---------- Data records ----------

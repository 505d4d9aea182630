pub mod identity;
pub mod order_log;
pub mod quote;
pub mod trigger;

pub use identity::TenantIdentity;
pub use order_log::{LogAction, OrderLog};
pub use quote::Quote;
pub use trigger::{OrderAction, OrderKind, TradeClass, Trigger, TriggerCondition, TriggerPatch, TriggerStatus};
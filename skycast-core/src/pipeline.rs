//! Orchestrates location, weather, and news into one view state.
//!
//! A run goes `LocatingDevice -> FetchingInitial -> ClassifyingMood ->
//! RefetchingNews -> Settled`. Each branch (location, weather, news) owns an
//! error slot and a failure in one never stops the others. Results are
//! written as soon as their fetch completes, so overlapping runs resolve
//! per field in completion order.

use std::sync::Arc;

use serde::Serialize;
use tokio::{sync::watch, task::JoinHandle};

use crate::{
    error::Branch,
    location::{self, Geolocation, ReverseGeocoder},
    model::{CurrentWeather, ForecastDay, Located, NewsArticle},
    mood::{self, MoodCategory},
    news::fetch_headlines,
    provider::{NewsSource, WeatherSource},
    settings::{SettingsStore, Unit},
};

#[derive(Debug, Clone, Copy, PartialEq, Eq, Default, Serialize)]
#[serde(rename_all = "snake_case")]
pub enum Stage {
    #[default]
    Idle,
    LocatingDevice,
    FetchingInitial,
    ClassifyingMood,
    RefetchingNews,
    Settled,
}

/// Everything the presentation layer renders.
#[derive(Debug, Clone, Default, Serialize)]
pub struct CurationState {
    pub stage: Stage,
    pub location: Option<Located>,
    /// Unit the weather values are expressed in.
    pub unit: Option<Unit>,
    pub current: Option<CurrentWeather>,
    pub forecast: Option<Vec<ForecastDay>>,
    pub mood: Option<MoodCategory>,
    pub news: Vec<NewsArticle>,
    pub location_error: Option<String>,
    pub weather_error: Option<String>,
    pub news_error: Option<String>,
}

impl CurationState {
    pub fn is_settled(&self) -> bool {
        self.stage == Stage::Settled
    }

    /// Name to show for the location, falling back to the weather provider's.
    pub fn place_name(&self) -> Option<&str> {
        let weather_city = self.current.as_ref().map(|c| c.city_name.as_str());
        match &self.location {
            Some(located) => located.place.display_name(weather_city),
            None => weather_city.filter(|s| !s.is_empty()),
        }
    }
}

#[derive(Debug, Clone)]
pub struct CurationPipeline {
    geolocation: Arc<dyn Geolocation>,
    geocoder: Arc<dyn ReverseGeocoder>,
    weather: Arc<dyn WeatherSource>,
    news: Arc<dyn NewsSource>,
    settings: SettingsStore,
    state: Arc<watch::Sender<CurationState>>,
}

impl CurationPipeline {
    pub fn new(
        geolocation: Arc<dyn Geolocation>,
        geocoder: Arc<dyn ReverseGeocoder>,
        weather: Arc<dyn WeatherSource>,
        news: Arc<dyn NewsSource>,
        settings: SettingsStore,
    ) -> Self {
        let (state, _) = watch::channel(CurationState::default());
        Self {
            geolocation,
            geocoder,
            weather,
            news,
            settings,
            state: Arc::new(state),
        }
    }

    pub fn settings(&self) -> &SettingsStore {
        &self.settings
    }

    /// Copy of the current shared state.
    pub fn state(&self) -> CurationState {
        self.state.borrow().clone()
    }

    /// Receiver that sees every write to the shared state.
    pub fn subscribe(&self) -> watch::Receiver<CurationState> {
        self.state.subscribe()
    }

    /// Start a run in the background without waiting for earlier runs.
    pub fn refresh(&self) -> JoinHandle<CurationState> {
        let pipeline = self.clone();
        tokio::spawn(async move { pipeline.run().await })
    }

    fn update(&self, f: impl FnOnce(&mut CurationState)) {
        self.state.send_modify(f);
    }

    /// Run the pipeline once and return the state as it stood when this run
    /// settled.
    pub async fn run(&self) -> CurationState {
        let settings = self.settings.snapshot();
        let unit = settings.unit;
        let topic = settings.preferred_topic();

        tracing::info!(unit = %unit, topic = ?topic, "Curation run started");
        self.update(|s| {
            s.stage = Stage::LocatingDevice;
            s.location_error = None;
        });

        let located = match location::acquire(&*self.geolocation, &*self.geocoder).await {
            Ok(located) => located,
            Err(e) => {
                tracing::warn!("Location branch failed: {e}");
                self.update(|s| {
                    s.location_error = Some(e.user_message(Branch::Location));
                    s.stage = Stage::Settled;
                });
                return self.state();
            }
        };

        let coords = located.coordinates;
        let country = located.place.country_code.clone();
        self.update(|s| {
            s.location = Some(located);
            s.stage = Stage::FetchingInitial;
            s.weather_error = None;
            s.news_error = None;
        });

        let current_branch = async {
            match self.weather.fetch_current(coords, unit).await {
                Ok(current) => {
                    tracing::debug!(temp = current.temperature, "Current weather resolved");
                    self.update(|s| {
                        s.current = Some(current.clone());
                        s.unit = Some(unit);
                    });
                    Some(current)
                }
                Err(e) => {
                    tracing::warn!("Current weather fetch failed: {e}");
                    self.update(|s| {
                        s.current = None;
                        s.weather_error = Some(e.user_message(Branch::Weather));
                    });
                    None
                }
            }
        };

        let forecast_branch = async {
            match self.weather.fetch_forecast(coords, unit).await {
                Ok(days) => {
                    tracing::debug!(days = days.len(), "Forecast resolved");
                    self.update(|s| {
                        s.forecast = Some(days);
                        s.unit = Some(unit);
                    });
                }
                Err(e) => {
                    tracing::warn!("Forecast fetch failed: {e}");
                    self.update(|s| {
                        s.forecast = None;
                        s.weather_error.get_or_insert_with(|| e.user_message(Branch::Weather));
                    });
                }
            }
        };

        let news_branch = async {
            match fetch_headlines(&*self.news, &country, topic, None).await {
                Ok(articles) => self.update(|s| s.news = articles),
                Err(e) => {
                    tracing::warn!("Headline fetch failed: {e}");
                    self.update(|s| {
                        s.news = Vec::new();
                        s.news_error = Some(e.user_message(Branch::News));
                    });
                }
            }
        };

        let (current, (), ()) = tokio::join!(current_branch, forecast_branch, news_branch);

        let Some(current) = current else {
            tracing::info!("No current weather, keeping unfiltered headlines");
            self.update(|s| {
                s.mood = None;
                s.stage = Stage::Settled;
            });
            return self.state();
        };

        self.update(|s| s.stage = Stage::ClassifyingMood);
        let mood = mood::classify(unit.to_celsius(current.temperature));
        tracing::info!(%mood, "Classified weather mood");

        self.update(|s| {
            s.mood = Some(mood);
            s.stage = Stage::RefetchingNews;
        });

        match fetch_headlines(&*self.news, &country, topic, Some(mood)).await {
            Ok(articles) => self.update(|s| {
                s.news = articles;
                s.news_error = None;
            }),
            Err(e) => {
                tracing::warn!("Mood-filtered headline fetch failed: {e}");
                self.update(|s| s.news_error = Some(e.user_message(Branch::News)));
            }
        }

        self.update(|s| s.stage = Stage::Settled);
        tracing::info!("Curation run settled");
        self.state()
    }
}
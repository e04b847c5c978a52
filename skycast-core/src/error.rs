use thiserror::Error;

use crate::provider::ProviderId;

/// Failure kinds a pipeline branch can end in.
///
/// Every variant is recovered at the branch that produced it and surfaced as
/// a status string in that branch's slot; none aborts the other branches.
#[derive(Debug, Clone, PartialEq, Eq, Error)]
pub enum CurationError {
    #[error("Permission to access location was denied")]
    PermissionDenied,

    #[error("Current location is unavailable")]
    LocationUnavailable,

    #[error("No API key configured for provider '{0}'")]
    MissingCredential(ProviderId),

    #[error("{0}")]
    NetworkOrParse(String),
}

/// Pipeline branch an error is reported against.
#[derive(Debug, Clone, Copy, PartialEq, Eq)]
pub enum Branch {
    Location,
    Weather,
    News,
}

impl Branch {
    pub fn as_str(&self) -> &'static str {
        match self {
            Branch::Location => "location",
            Branch::Weather => "weather",
            Branch::News => "news",
        }
    }
}

impl CurationError {
    /// Short message suitable for showing next to the `branch` section.
    pub fn user_message(&self, branch: Branch) -> String {
        match self {
            CurationError::PermissionDenied => "Permission to access location was denied".to_string(),
            CurationError::LocationUnavailable => "Unable to determine your location".to_string(),
            CurationError::MissingCredential(id) => format!(
                "Missing API key for {id}. Hint: run `skycast configure {id}` and enter your API key."
            ),
            CurationError::NetworkOrParse(_) => format!("Failed to load {}", branch.as_str()),
        }
    }
}

impl From<anyhow::Error> for CurationError {
    fn from(err: anyhow::Error) -> Self {
        // `{:#}` keeps the whole context chain on one line.
        CurationError::NetworkOrParse(format!("{err:#}"))
    }
}
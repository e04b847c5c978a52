use anyhow::{Context, Result, anyhow};
use directories::ProjectDirs;
use serde::{Deserialize, Serialize};
use std::{collections::HashMap, fs, path::PathBuf};

use crate::{model::Coordinates, provider::ProviderId};

pub const DEFAULT_NEWS_PAGE_SIZE: u32 = 20;

/// Configuration for a single provider.
#[derive(Debug, Clone, Serialize, Deserialize, Default, PartialEq, Eq)]
pub struct ProviderConfig {
    #[serde(default)]
    pub api_key: String,

    /// Overrides the provider's public endpoint, e.g. for a proxy.
    #[serde(default, skip_serializing_if = "Option::is_none")]
    pub base_url: Option<String>,
}

#[derive(Debug, Clone, Serialize, Deserialize, PartialEq)]
pub struct LocationConfig {
    /// When false, location permission is treated as denied.
    #[serde(default = "default_true")]
    pub enabled: bool,

    #[serde(default, skip_serializing_if = "Option::is_none")]
    pub latitude: Option<f64>,

    #[serde(default, skip_serializing_if = "Option::is_none")]
    pub longitude: Option<f64>,

    #[serde(default, skip_serializing_if = "Option::is_none")]
    pub geocoder_url: Option<String>,
}

impl Default for LocationConfig {
    fn default() -> Self {
        Self {
            enabled: true,
            latitude: None,
            longitude: None,
            geocoder_url: None,
        }
    }
}

impl LocationConfig {
    pub fn coordinates(&self) -> Option<Coordinates> {
        match (self.latitude, self.longitude) {
            (Some(lat), Some(lon)) => Some(Coordinates::new(lat, lon)),
            _ => None,
        }
    }
}

#[derive(Debug, Clone, Serialize, Deserialize, PartialEq, Eq)]
pub struct NewsConfig {
    #[serde(default = "default_page_size")]
    pub page_size: u32,
}

impl Default for NewsConfig {
    fn default() -> Self {
        Self {
            page_size: DEFAULT_NEWS_PAGE_SIZE,
        }
    }
}

fn default_true() -> bool {
    true
}

fn default_page_size() -> u32 {
    DEFAULT_NEWS_PAGE_SIZE
}

/// Top-level configuration stored on disk.
///
/// Holds credentials and endpoints only. Unit and topic choices are session
/// settings and never land here.
#[derive(Debug, Clone, Serialize, Deserialize, Default, PartialEq)]
pub struct Config {
    /// Example TOML:
    /// [providers.openweather]
    /// api_key = "..."
    #[serde(default)]
    pub providers: HashMap<String, ProviderConfig>,

    #[serde(default)]
    pub location: LocationConfig,

    #[serde(default)]
    pub news: NewsConfig,
}

impl Config {
    pub fn provider_config(&self, id: ProviderId) -> Option<&ProviderConfig> {
        self.providers.get(id.as_str())
    }

    /// Load config from disk and apply environment overrides.
    pub fn load() -> Result<Self> {
        let path = Self::config_file_path()?;
        let mut cfg = Self::load_from(&path)?;
        cfg.apply_env_overrides(|name| std::env::var(name).ok());
        Ok(cfg)
    }

    /// Load config from `path`, or return an empty default if it doesn't exist yet.
    pub fn load_from(path: &std::path::Path) -> Result<Self> {
        if !path.exists() {
            tracing::debug!("No config file at {}, using defaults", path.display());
            return Ok(Self::default());
        }

        let contents = fs::read_to_string(path)
            .with_context(|| format!("Failed to read config file: {}", path.display()))?;

        let cfg: Config = toml::from_str(&contents)
            .with_context(|| format!("Failed to parse config file: {}", path.display()))?;

        Ok(cfg)
    }

    /// Save config to disk, creating parent directories as needed.
    pub fn save(&self) -> Result<()> {
        let path = Self::config_file_path()?;

        if let Some(parent) = path.parent() {
            fs::create_dir_all(parent).with_context(|| {
                format!("Failed to create config directory: {}", parent.display())
            })?;
        }

        let toml =
            toml::to_string_pretty(self).context("Failed to serialize configuration to TOML")?;

        fs::write(&path, toml)
            .with_context(|| format!("Failed to write config file: {}", path.display()))?;

        tracing::info!("Saved configuration to {}", path.display());
        Ok(())
    }

    /// Path to the config file.
    pub fn config_file_path() -> Result<PathBuf> {
        let dirs = ProjectDirs::from("dev", "skycast", "skycast")
            .ok_or_else(|| anyhow!("Could not determine platform config directory"))?;

        Ok(dirs.config_dir().join("config.toml"))
    }

    /// Non-empty provider keys found through `lookup` replace the file's keys.
    pub fn apply_env_overrides<F>(&mut self, lookup: F)
    where
        F: Fn(&str) -> Option<String>,
    {
        for id in ProviderId::all() {
            if let Some(key) = lookup(id.env_var()).filter(|k| !k.trim().is_empty()) {
                tracing::debug!("Using {} from environment", id.env_var());
                self.providers.entry(id.as_str().to_string()).or_default().api_key = key;
            }
        }
    }

    /// Set or replace a provider API key, keeping any endpoint override.
    pub fn upsert_provider_api_key(&mut self, provider_id: ProviderId, api_key: String) {
        self.providers.entry(provider_id.as_str().to_string()).or_default().api_key = api_key;
    }

    pub fn set_provider_base_url(&mut self, provider_id: ProviderId, base_url: String) {
        self.providers.entry(provider_id.as_str().to_string()).or_default().base_url =
            Some(base_url);
    }

    /// Returns API key for a provider, if present and non-blank.
    pub fn provider_api_key(&self, provider_id: ProviderId) -> Option<&str> {
        self.provider_config(provider_id)
            .map(|cfg| cfg.api_key.as_str())
            .filter(|key| !key.trim().is_empty())
    }

    pub fn provider_base_url(&self, provider_id: ProviderId) -> Option<&str> {
        self.provider_config(provider_id).and_then(|cfg| cfg.base_url.as_deref())
    }

    pub fn is_provider_configured(&self, provider_id: ProviderId) -> bool {
        self.provider_api_key(provider_id).is_some()
    }
}
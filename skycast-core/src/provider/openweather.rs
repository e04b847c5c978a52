use anyhow::{Context, Result, anyhow};
use async_trait::async_trait;
use reqwest::Client;
use serde::{Deserialize, de::DeserializeOwned};

use crate::{
    CurationError,
    forecast::{ForecastSlot, aggregate_daily},
    model::{Coordinates, CurrentWeather, ForecastDay},
    provider::{ProviderId, truncate_body},
    settings::Unit,
};

use super::WeatherSource;

pub const DEFAULT_BASE_URL: &str = "https://api.openweathermap.org";

#[derive(Debug, Clone)]
pub struct OpenWeatherClient {
    api_key: String,
    base_url: String,
    http: Client,
}

impl OpenWeatherClient {
    pub fn new(api_key: String) -> Self {
        Self {
            api_key,
            base_url: DEFAULT_BASE_URL.to_string(),
            http: Client::new(),
        }
    }

    pub fn with_base_url(mut self, base_url: impl Into<String>) -> Self {
        self.base_url = base_url.into().trim_end_matches('/').to_string();
        self
    }

    pub fn base_url(&self) -> &str {
        &self.base_url
    }

    pub fn has_credential(&self) -> bool {
        !self.api_key.trim().is_empty()
    }

    fn ensure_credential(&self) -> Result<(), CurationError> {
        if self.has_credential() {
            Ok(())
        } else {
            Err(CurationError::MissingCredential(ProviderId::OpenWeather))
        }
    }

    async fn get_json<T: DeserializeOwned>(
        &self,
        endpoint: &str,
        label: &str,
        coords: Coordinates,
        unit: Unit,
    ) -> Result<T> {
        let url = format!("{}/data/2.5/{endpoint}", self.base_url);
        tracing::debug!(%url, unit = unit.as_str(), "Requesting OpenWeather {label}");

        let res = self
            .http
            .get(&url)
            .query(&[
                ("lat", coords.latitude.to_string()),
                ("lon", coords.longitude.to_string()),
                ("appid", self.api_key.clone()),
                ("units", unit.as_str().to_string()),
            ])
            .send()
            .await
            .with_context(|| format!("Failed to send request to OpenWeather ({label})"))?;

        let status = res.status();
        let body = res
            .text()
            .await
            .with_context(|| format!("Failed to read OpenWeather {label} response body"))?;

        if !status.is_success() {
            return Err(anyhow!(
                "OpenWeather {label} request failed with status {}: {}",
                status,
                truncate_body(&body),
            ));
        }

        serde_json::from_str(&body).with_context(|| format!("Failed to parse OpenWeather {label} JSON"))
    }

    async fn current(&self, coords: Coordinates, unit: Unit) -> Result<CurrentWeather> {
        let parsed: OwCurrentResponse = self.get_json("weather", "current", coords, unit).await?;

        let condition = parsed
            .weather
            .into_iter()
            .next()
            .ok_or_else(|| anyhow!("OpenWeather current response contained no weather condition"))?;

        Ok(CurrentWeather {
            temperature: parsed.main.temp,
            condition: condition.main,
            icon: condition.icon,
            city_name: parsed.name,
        })
    }

    async fn forecast(&self, coords: Coordinates, unit: Unit) -> Result<Vec<ForecastDay>> {
        let parsed: OwForecastResponse = self.get_json("forecast", "forecast", coords, unit).await?;

        let slots: Vec<ForecastSlot> = parsed
            .list
            .into_iter()
            .map(|entry| ForecastSlot {
                timestamp: entry.dt,
                min_temp: entry.main.temp_min,
                max_temp: entry.main.temp_max,
                icon: entry.weather.into_iter().next().map(|w| w.icon).unwrap_or_default(),
            })
            .collect();

        Ok(aggregate_daily(&slots))
    }
}

#[derive(Debug, Deserialize)]
struct OwCurrentMain {
    temp: f64,
}

#[derive(Debug, Deserialize)]
struct OwWeather {
    main: String,
    icon: String,
}

#[derive(Debug, Deserialize)]
struct OwCurrentResponse {
    name: String,
    main: OwCurrentMain,
    weather: Vec<OwWeather>,
}

#[derive(Debug, Deserialize)]
struct OwForecastMain {
    temp_min: f64,
    temp_max: f64,
}

#[derive(Debug, Deserialize)]
struct OwForecastEntry {
    dt: i64,
    main: OwForecastMain,
    #[serde(default)]
    weather: Vec<OwWeather>,
}

#[derive(Debug, Deserialize)]
struct OwForecastResponse {
    list: Vec<OwForecastEntry>,
}

#[async_trait]
impl WeatherSource for OpenWeatherClient {
    async fn fetch_current(
        &self,
        coords: Coordinates,
        unit: Unit,
    ) -> Result<CurrentWeather, CurationError> {
        self.ensure_credential()?;
        Ok(self.current(coords, unit).await?)
    }

    async fn fetch_forecast(
        &self,
        coords: Coordinates,
        unit: Unit,
    ) -> Result<Vec<ForecastDay>, CurationError> {
        self.ensure_credential()?;
        Ok(self.forecast(coords, unit).await?)
    }
}

#[cfg(test)]
mod tests {
    use super::*;

    #[test]
    fn parses_current_payload() {
        let body = r#"{
            "name": "Seattle",
            "dt": 1700000000,
            "main": {"temp": 51.3, "feels_like": 49.0, "humidity": 80},
            "weather": [{"id": 500, "main": "Rain", "description": "light rain", "icon": "10d"}]
        }"#;
        let parsed: OwCurrentResponse = serde_json::from_str(body).expect("valid payload");
        assert_eq!(parsed.name, "Seattle");
        assert_eq!(parsed.main.temp, 51.3);
        assert_eq!(parsed.weather[0].main, "Rain");
        assert_eq!(parsed.weather[0].icon, "10d");
    }

    #[test]
    fn current_payload_without_temp_is_rejected() {
        let body = r#"{"name": "X", "main": {}, "weather": []}"#;
        assert!(serde_json::from_str::<OwCurrentResponse>(body).is_err());
    }

    #[test]
    fn base_url_trailing_slash_is_trimmed() {
        let client = OpenWeatherClient::new("k".into()).with_base_url("http://localhost:1/");
        assert_eq!(client.base_url(), "http://localhost:1");
    }

    #[tokio::test]
    async fn blank_key_is_missing_credential() {
        let client = OpenWeatherClient::new("  ".into()).with_base_url("http://127.0.0.1:9");
        let err = client
            .fetch_current(Coordinates::new(0.0, 0.0), Unit::Metric)
            .await
            .unwrap_err();
        assert_eq!(err, CurationError::MissingCredential(ProviderId::OpenWeather));
    }
}
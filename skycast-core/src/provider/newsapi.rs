use anyhow::{Context, Result, anyhow};
use async_trait::async_trait;
use reqwest::Client;
use serde::Deserialize;

use crate::{
    CurationError,
    config::DEFAULT_NEWS_PAGE_SIZE,
    model::NewsArticle,
    provider::{ProviderId, truncate_body},
    settings::NewsCategory,
};

use super::NewsSource;

pub const DEFAULT_BASE_URL: &str = "https://newsapi.org";

#[derive(Debug, Clone)]
pub struct NewsApiClient {
    api_key: String,
    base_url: String,
    page_size: u32,
    http: Client,
}

impl NewsApiClient {
    pub fn new(api_key: String) -> Self {
        Self {
            api_key,
            base_url: DEFAULT_BASE_URL.to_string(),
            page_size: DEFAULT_NEWS_PAGE_SIZE,
            http: Client::new(),
        }
    }

    pub fn with_base_url(mut self, base_url: impl Into<String>) -> Self {
        self.base_url = base_url.into().trim_end_matches('/').to_string();
        self
    }

    pub fn with_page_size(mut self, page_size: u32) -> Self {
        self.page_size = page_size.max(1);
        self
    }

    pub fn has_credential(&self) -> bool {
        !self.api_key.trim().is_empty()
    }

    async fn headlines(
        &self,
        country_code: &str,
        category: Option<NewsCategory>,
    ) -> Result<Vec<NewsArticle>> {
        let url = format!("{}/v2/top-headlines", self.base_url);

        let mut query = vec![
            ("country", country_code.to_lowercase()),
            ("pageSize", self.page_size.to_string()),
            ("apiKey", self.api_key.clone()),
        ];
        if let Some(category) = category {
            query.push(("category", category.as_str().to_string()));
        }

        tracing::debug!(%url, country = country_code, category = ?category, "Requesting NewsAPI headlines");

        let res = self
            .http
            .get(&url)
            .query(&query)
            .send()
            .await
            .context("Failed to send request to NewsAPI (top headlines)")?;

        let status = res.status();
        let body = res
            .text()
            .await
            .context("Failed to read NewsAPI response body")?;

        if !status.is_success() {
            return Err(anyhow!(
                "NewsAPI request failed with status {}: {}",
                status,
                truncate_body(&body),
            ));
        }

        let parsed: NaResponse =
            serde_json::from_str(&body).context("Failed to parse NewsAPI JSON")?;

        if parsed.status != "ok" {
            return Err(anyhow!(
                "NewsAPI returned status '{}': {}",
                parsed.status,
                parsed.message.as_deref().unwrap_or("no message"),
            ));
        }

        Ok(normalize(parsed.articles))
    }
}

#[derive(Debug, Deserialize)]
struct NaArticle {
    title: Option<String>,
    description: Option<String>,
    url: Option<String>,
}

#[derive(Debug, Deserialize)]
struct NaResponse {
    status: String,
    message: Option<String>,
    #[serde(default)]
    articles: Vec<NaArticle>,
}

/// Drop entries without a title or url.
fn normalize(raw: Vec<NaArticle>) -> Vec<NewsArticle> {
    raw.into_iter()
        .filter_map(|a| {
            let title = a.title.filter(|t| !t.trim().is_empty())?;
            let url = a.url.filter(|u| !u.trim().is_empty())?;
            Some(NewsArticle {
                title,
                description: a.description.unwrap_or_default(),
                url,
            })
        })
        .collect()
}

#[async_trait]
impl NewsSource for NewsApiClient {
    async fn top_headlines(
        &self,
        country_code: &str,
        category: Option<NewsCategory>,
    ) -> Result<Vec<NewsArticle>, CurationError> {
        if !self.has_credential() {
            return Err(CurationError::MissingCredential(ProviderId::NewsApi));
        }
        Ok(self.headlines(country_code, category).await?)
    }
}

----------

**Instructions for the task:** The string "that" may appear on lines of the data above; give the number of those lines and nothing more.

**Answer for the task:** 3